Estupendo. Disimulaba de maravilla. Maldiciendo en voz baja, se inclinó para tomarlas y vio con el rabillo del ojo el brillo irónico en los ojos del hombre.
Genial. Sean Nicholson sabía muy bien el efecto que ejercía en ella y estaba disfrutando como un loco.
–Supongo que esto te parecerá muy aislado –dijo, metiendo la llave en la cerradura como si quisiera matarla. No podía ni imaginar lo que pasaría cuando estuvieran viviendo juntos. Para empezar, necesitaría varios juegos de llaves si iba a seguir tirándolos al suelo…
–¿Sigues queriendo que me eche atrás? –sonrió Sean–. Pues siento desilusionarte, pero me gusta estar aislado, rodeado de ovejas…
–Las ovejas a veces son muy ruidosas –lo interrumpió ella, encendiendo la luz–. Como ves, no es muy grande…

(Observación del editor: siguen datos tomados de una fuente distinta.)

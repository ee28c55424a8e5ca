//! crisp-kernel: parsing, interpretation and completion for crisp scripts.
//!
//! This crate provides:
//!
//! - **Lexer**: Tokenizes crisp source code using logos
//! - **Parser**: Builds the AST from tokens using chumsky
//! - **AST**: Commands, expression nodes and their source locations
//! - **Bindings**: Scoped, namespaced bindings with a tri-state lookup
//! - **Modules**: Command and helper traits, the registry, builtin `std`
//! - **Interpreter**: Full execution producing ordered actions
//! - **Eager**: Speculative binding resolution and editor completion
//! - **Engine**: The embedding surface tying it together

pub mod ast;
pub mod bindings;
pub mod config;
pub mod eager;
pub mod engine;
pub mod error;
pub mod host;
pub mod interpreter;
pub mod lexer;
pub mod modules;
pub mod parser;

pub use bindings::{Binding, BindingSpace, BindingsFilter, BindingsManager, Memo};
pub use config::EngineConfig;
pub use eager::{Caret, CompletionCategory, CompletionItem, EagerOutcome};
pub use engine::Engine;
pub use error::{Error, Result};
pub use host::{Host, NoopHost};
pub use interpreter::Interpreter;
pub use parser::{ParseError, parse};

// Value types shared with hosts
pub use crisp_types::{Action, Address, Location, Position, Value};
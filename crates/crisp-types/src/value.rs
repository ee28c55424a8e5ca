//! Runtime values produced by interpreting AST nodes.

use std::fmt;

use num_bigint::BigInt;
use serde::{Serialize, Serializer};

use crate::Address;

/// A runtime value.
///
/// Numbers are arbitrary-precision integers: token amounts are routinely
/// scaled by `10^18`, which overflows any fixed-width type.
#[derive(Debug, Clone, PartialEq, Eq)]
pub enum Value {
    /// Known-absent value.
    Null,
    Bool(bool),
    Number(BigInt),
    String(String),
    Address(Address),
    Bytes(Vec<u8>),
    Array(Vec<Value>),
}

impl Value {
    /// Short name of the value's type, used in error messages.
    pub fn type_name(&self) -> &'static str {
        match self {
            Value::Null => "null",
            Value::Bool(_) => "bool",
            Value::Number(_) => "number",
            Value::String(_) => "string",
            Value::Address(_) => "address",
            Value::Bytes(_) => "bytes",
            Value::Array(_) => "array",
        }
    }

    pub fn is_null(&self) -> bool {
        matches!(self, Value::Null)
    }

    pub fn as_number(&self) -> Option<&BigInt> {
        match self {
            Value::Number(n) => Some(n),
            _ => None,
        }
    }

    pub fn as_str(&self) -> Option<&str> {
        match self {
            Value::String(s) => Some(s),
            _ => None,
        }
    }

    pub fn as_bool(&self) -> Option<bool> {
        match self {
            Value::Bool(b) => Some(*b),
            _ => None,
        }
    }

    pub fn as_address(&self) -> Option<Address> {
        match self {
            Value::Address(a) => Some(*a),
            _ => None,
        }
    }

    pub fn as_array(&self) -> Option<&[Value]> {
        match self {
            Value::Array(items) => Some(items),
            _ => None,
        }
    }

    /// JSON rendering used inside action payloads.
    ///
    /// Numbers become decimal strings so that 256-bit amounts survive
    /// consumers that parse JSON numbers as doubles.
    pub fn to_json(&self) -> serde_json::Value {
        match self {
            Value::Null => serde_json::Value::Null,
            Value::Bool(b) => serde_json::Value::Bool(*b),
            Value::Number(n) => serde_json::Value::String(n.to_string()),
            Value::String(s) => serde_json::Value::String(s.clone()),
            Value::Address(a) => serde_json::Value::String(a.to_string()),
            Value::Bytes(b) => serde_json::Value::String(format!("0x{}", hex::encode(b))),
            Value::Array(items) => {
                serde_json::Value::Array(items.iter().map(Value::to_json).collect())
            }
        }
    }
}

impl Serialize for Value {
    fn serialize<S: Serializer>(&self, serializer: S) -> Result<S::Ok, S::Error> {
        self.to_json().serialize(serializer)
    }
}

impl fmt::Display for Value {
    fn fmt(&self, f: &mut fmt::Formatter<'_>) -> fmt::Result {
        match self {
            Value::Null => write!(f, "null"),
            Value::Bool(b) => write!(f, "{}", b),
            Value::Number(n) => write!(f, "{}", n),
            Value::String(s) => write!(f, "{}", s),
            Value::Address(a) => write!(f, "{}", a),
            Value::Bytes(b) => write!(f, "0x{}", hex::encode(b)),
            Value::Array(items) => {
                write!(f, "[")?;
                for (i, item) in items.iter().enumerate() {
                    if i > 0 {
                        write!(f, ", ")?;
                    }
                    write!(f, "{}", item)?;
                }
                write!(f, "]")
            }
        }
    }
}

impl From<bool> for Value {
    fn from(b: bool) -> Self {
        Value::Bool(b)
    }
}

impl From<i64> for Value {
    fn from(n: i64) -> Self {
        Value::Number(BigInt::from(n))
    }
}

impl From<BigInt> for Value {
    fn from(n: BigInt) -> Self {
        Value::Number(n)
    }
}

impl From<&str> for Value {
    fn from(s: &str) -> Self {
        Value::String(s.to_string())
    }
}

impl From<String> for Value {
    fn from(s: String) -> Self {
        Value::String(s)
    }
}

impl From<Address> for Value {
    fn from(a: Address) -> Self {
        Value::Address(a)
    }
}

impl From<Vec<Value>> for Value {
    fn from(items: Vec<Value>) -> Self {
        Value::Array(items)
    }
}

–Eres una vendedora nata –rio Sean, mirando hacia arriba–. ¿Qué hay en el segundo piso?
–El dormitorio –contestó Ally, incómoda. No iba a funcionar. No iba a funcionar en absoluto. No podía estar en el mismo país que aquel hombre. ¿Cómo iba a convivir con él?
–Me gusta.
Ella abrió la boca para decir que había cambiado de opinión, pero no pudo decir nada.

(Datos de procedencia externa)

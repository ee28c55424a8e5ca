//! Opaque effect units produced by commands.

use serde::{Deserialize, Serialize};

/// One effect a command wants the host to perform.
///
/// The interpreter never looks inside an action: it only collects them in
/// source order. `kind` is a short tag chosen by the command that produced
/// it (for example `call`), `data` is whatever payload that kind needs.
#[derive(Debug, Clone, PartialEq, Serialize, Deserialize)]
pub struct Action {
    pub kind: String,
    pub data: serde_json::Value,
}

impl Action {
    pub fn new(kind: impl Into<String>, data: serde_json::Value) -> Self {
        Self {
            kind: kind.into(),
            data,
        }
    }

    /// Read a field out of an object payload.
    pub fn field(&self, key: &str) -> Option<&serde_json::Value> {
        self.data.get(key)
    }
}
//! Abstract syntax tree for crisp scripts.

mod render;
mod types;

pub use types::*;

–Aún no has visto la cocina –suspiró.
–No me digas… hay ratas y no tienes agua corriente –rio Sean, mirando por la ventana–. Tiene una vista preciosa.

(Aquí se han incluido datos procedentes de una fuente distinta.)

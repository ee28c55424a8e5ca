//! set: Declare a variable in the current scope.

use async_trait::async_trait;

use crisp_types::Action;

use crate::ast::{CommandExpression, NodeKind};
use crate::bindings::{BindingSpace, BindingsManager};
use crate::interpreter::eval_pure;
use crate::modules::{
    ArgSpec, ArgType, BindingResolver, Command, CommandArgs, CommandSchema, EagerContext,
    ExecContext,
};

/// Set command: `set $name value`.
pub struct Set;

#[async_trait]
impl Command for Set {
    fn name(&self) -> &str {
        "set"
    }

    fn schema(&self) -> CommandSchema {
        CommandSchema::new("set", "Declare a variable in the current scope")
            .arg(ArgSpec::required("var", ArgType::Variable))
            .arg(ArgSpec::required("value", ArgType::Any))
    }

    async fn run(
        &self,
        args: CommandArgs,
        ctx: &mut ExecContext<'_>,
    ) -> anyhow::Result<Vec<Action>> {
        let Some(NodeKind::Variable(name)) = args.raw(0).map(|n| &n.kind) else {
            anyhow::bail!("first argument must be a variable");
        };
        let value = args.value(1).cloned().filter(|v| !v.is_null());
        ctx.set_binding(name.clone(), value, BindingSpace::User, false)?;
        Ok(Vec::new())
    }

    async fn run_eager(
        &self,
        node: &CommandExpression,
        _ctx: &EagerContext<'_>,
    ) -> anyhow::Result<Option<BindingResolver>> {
        let Some(NodeKind::Variable(name)) = node.args.first().map(|n| &n.kind) else {
            return Ok(None);
        };
        let name = name.clone();
        let value = node.args.get(1).cloned();

        // Evaluated at application time so earlier resolvers are visible.
        Ok(Some(Box::new(move |bindings: &mut BindingsManager| {
            let value = value.and_then(|v| eval_pure(&v, bindings));
            bindings.set_binding(name, value, BindingSpace::User, false)?;
            Ok(())
        })))
    }
}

Ally apartó la mirada de aquellos hombros. Estaban tan cerca que podría tocarlos… Pero no quería tocarlos. No tenía intención de hacerlo.
–Desde el dormitorio se ve mejor.
¿Por qué? ¿Por qué decía esas cosas que no quería decir?
–Normalmente, no me preocupa demasiado lo que se vea desde el dormitorio.
Ally se puso colorada, pero intentó disimular.
–La cocina no es grande, pero tiene todo lo necesario.
Sean entró tras ella. Ojalá no lo hubiera hecho. La cocina no era suficientemente grande para dos personas. Especialmente, si una de ellas era Sean Nicholson.
–Este sitio es muy bonito. ¿Lo has arreglado tú misma?
–No. Lo hizo el carpintero del pueblo.
–Pues ha hecho un buen trabajo. No debe ser difícil alquilar este sitio. Está separado de la casa, independiente…
Ally esperaba que fuera así. Sinceramente, esperaba que fuera así. Vivir demasiado cerca de aquel hombre podría volverla loca.
–Mis padres nos regalaron la casa a mi hermana y a mí y decidimos arreglar el establo para alquilarlo.
–¿Tu hermana también vive aquí?
–Mi hermana murió.
Sean se quedó en silencio durante unos segundos.
–Lo siento.
–No pasa nada. Ocurrió hace tiempo.
–¿Tuviste que reconstruir todo el establo? –preguntó entonces Sean, cambiando de conversación.
–Completamente. Por eso tengo inquilinos, para pagar los gastos.
–¿Cuándo se fue el último?
Ally se apartó un rizo de la frente.
–Fiona se marchó el mes pasado. Le ofrecieron un trabajo en Londres y, como todo el mundo, huyó de Cumbria.
–Todo el mundo menos tú.
–A mí no me gustan las grandes ciudades. Desde que era joven me han gustado el campo y la montaña, así que este es mi sitio.